Celest regarda alternativement Alice qui n'avait que la tête dehors, et moi.
« Moi… dans le pantalon de Ryota-san… »
« C'est la *poche*, pas le pantalon ! »
« Allez, viens. »
Alice tendit encore la main et tira Celest à l'intérieur.
Celest poussa un « Hyan ! » mais fut entraînée sans encombre dans la poche.
« Bon, alors, compte sur toi pour le transport. »
« …Ouais. »
Je me fis imposer le truc, mais j'avais compris ce qu'Alice voulait dire.
Au passage, je remis une fois de plus le lit dans la poche, puis quittai la pièce pour marcher dans le couloir.
Malgré les divers meubles et deux humains dans ma poche, je ne sentais aucun poids.
Pas parce que ma Force SS rend le poids négligeable : je ne ressens *simplement* pas le poids.
Je marchai dans le couloir, sortis dans le jardin et m'y baladai.
« Alors ? »
« Comme tu vois, c'est le jardin. »
« Oh, on peut se déplacer comme ça. »
« C'est vrai… »
« Hé, dans cet état, ça donne quoi ? »
Alice et Celest ne sortaient que la tête, chacune par une poche latérale.
« On dirait un kangourou. »
« C'est quoi ça ? »
« Une espèce d'animal. Il a une poche sur le corps, et il y met son petit pour l'élever. »

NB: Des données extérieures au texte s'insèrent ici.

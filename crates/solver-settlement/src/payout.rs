//! Deferred payout claims.
//!
//! Each confirmed fill gets one claim attempt once the registry's challenge
//! window has passed. The claim runs on its own task; its outcome is published
//! on the event bus and returned through the task's [`JoinHandle`]. A failed
//! claim is not retried.

use crate::{SettlementError, SettlementInterface};
use solver_delivery::DeliveryService;
use solver_types::{
	truncate_id, EventBus, IntentId, SettlementEvent, SolverEvent, TransactionReceipt,
};
use std::sync::Arc;
use std::time::Duration;
use tokio::task::JoinHandle;

/// A claim waiting on its timer.
#[derive(Debug)]
pub struct ScheduledPayout {
	pub intent_id: IntentId,
	/// Unix time at which the claim is sent.
	pub claim_at: u64,
	pub handle: JoinHandle<Result<TransactionReceipt, SettlementError>>,
}

pub struct PayoutScheduler {
	settlement: Arc<dyn SettlementInterface>,
	delivery: Arc<DeliveryService>,
	delay: Duration,
	event_bus: EventBus,
}

impl PayoutScheduler {
	pub fn new(
		settlement: Arc<dyn SettlementInterface>,
		delivery: Arc<DeliveryService>,
		delay: Duration,
		event_bus: EventBus,
	) -> Self {
		Self {
			settlement,
			delivery,
			delay,
			event_bus,
		}
	}

	/// Spawns a task that claims the payout for `intent_id` after the delay.
	///
	/// `now` is the unix time of the fill and only determines the reported
	/// `claim_at`; the timer itself runs on the tokio clock.
	pub fn schedule(&self, intent_id: IntentId, now: u64) -> ScheduledPayout {
		let claim_at = now + self.delay.as_secs();
		tracing::info!(
			intent_id = %truncate_id(&intent_id.to_string()),
			claim_at,
			"Payout claim scheduled"
		);
		self.event_bus
			.publish(SolverEvent::Settlement(SettlementEvent::PayoutScheduled {
				intent_id,
				claim_at,
			}));

		let settlement = self.settlement.clone();
		let delivery = self.delivery.clone();
		let event_bus = self.event_bus.clone();
		let delay = self.delay;

		let handle = tokio::spawn(async move {
			tokio::time::sleep(delay).await;

			let result = delivery
				.deliver_and_confirm(settlement.claim_transaction(intent_id))
				.await
				.map_err(SettlementError::from);

			let event = match &result {
				Ok(receipt) => {
					tracing::info!(
						intent_id = %truncate_id(&intent_id.to_string()),
						block = receipt.block_number,
						"Payout claimed"
					);
					SettlementEvent::PayoutClaimed {
						intent_id,
						receipt: *receipt,
					}
				}
				Err(e) => {
					tracing::error!(
						intent_id = %truncate_id(&intent_id.to_string()),
						"Payout claim failed: {}",
						e
					);
					SettlementEvent::PayoutFailed {
						intent_id,
						error: e.to_string(),
					}
				}
			};
			event_bus.publish(SolverEvent::Settlement(event));

			result
		});

		ScheduledPayout {
			intent_id,
			claim_at,
			handle,
		}
	}
}

#[cfg(test)]
mod tests {
	use super::*;
	use crate::mocks::{registry_address, MockDelivery, MockRegistry};
	use alloy::primitives::B256;

	const WINDOW: Duration = Duration::from_secs(1860);

	fn scheduler(delivery: MockDelivery, event_bus: EventBus) -> PayoutScheduler {
		PayoutScheduler::new(
			Arc::new(MockRegistry::with_active(true)),
			Arc::new(DeliveryService::new(Box::new(delivery))),
			WINDOW,
			event_bus,
		)
	}

	#[tokio::test(start_paused = true)]
	async fn test_claim_waits_for_window() {
		let delivery = MockDelivery::default();
		let id = B256::repeat_byte(3);
		let payout = scheduler(delivery.clone(), EventBus::default()).schedule(id, 1_000);

		assert_eq!(payout.claim_at, 2_860);

		tokio::time::sleep(WINDOW - Duration::from_secs(1)).await;
		assert!(delivery.submitted.lock().unwrap().is_empty());

		let receipt = payout.handle.await.unwrap().unwrap();
		assert_eq!(receipt.block_number, 7);

		let submitted = delivery.submitted.lock().unwrap();
		assert_eq!(submitted.len(), 1);
		assert_eq!(submitted[0].to, registry_address());
		assert_eq!(submitted[0].data.as_ref(), id.as_slice());
	}

	#[tokio::test(start_paused = true)]
	async fn test_failed_claim_is_reported_once() {
		let delivery = MockDelivery {
			fail: true,
			..Default::default()
		};
		let bus = EventBus::default();
		let mut events = bus.subscribe();
		let id = B256::repeat_byte(4);

		let payout = scheduler(delivery, bus).schedule(id, 0);
		assert!(matches!(
			payout.handle.await.unwrap(),
			Err(SettlementError::Delivery(_))
		));

		assert!(matches!(
			events.recv().await.unwrap(),
			SolverEvent::Settlement(SettlementEvent::PayoutScheduled { claim_at: 1860, .. })
		));
		assert!(matches!(
			events.recv().await.unwrap(),
			SolverEvent::Settlement(SettlementEvent::PayoutFailed { intent_id, .. }) if intent_id == id
		));
		assert!(events.try_recv().is_err());
	}
}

« Hein… Alors comme ça ? »
Alice ne se contenta pas de la tête : elle sortit aussi les deux mains.
Les mains posées *chokon* de chaque côté de sa tête agrippèrent le bord de la poche. Ça ressemblait encore plus à un bébé kangourou, c'était un peu mignon.
Je me baladai dans le jardin en emmenant Alice et Celest qui sortaient de mes poches.
Pas de sensation de poids. C'est parce qu'ils sont dans la poche, sans doute.
La capacité du Grand Eater a l'air encore plus pratique que prévu.
« Ryota-san. »
« Elsa ? Qu'est-ce qu'il y a ? »
Une voix m'appela depuis le manoir. Je me retournai.
Elsa me vit, puis vit mon bas du corps — — Alice et Celest.
« … Kyuu. »
Elle roula des yeux et s'évanouit sur le coup.
« Qu… qu'est-ce qu'elle a ! »
« Ah, c'est normal. »
« Évidemment, vu de l'extérieur on a l'air d'avoir deux têtes coupées pendues à la ceinture. »
La poche du Grand Eater est pratique, mais elle fait un petit scandale.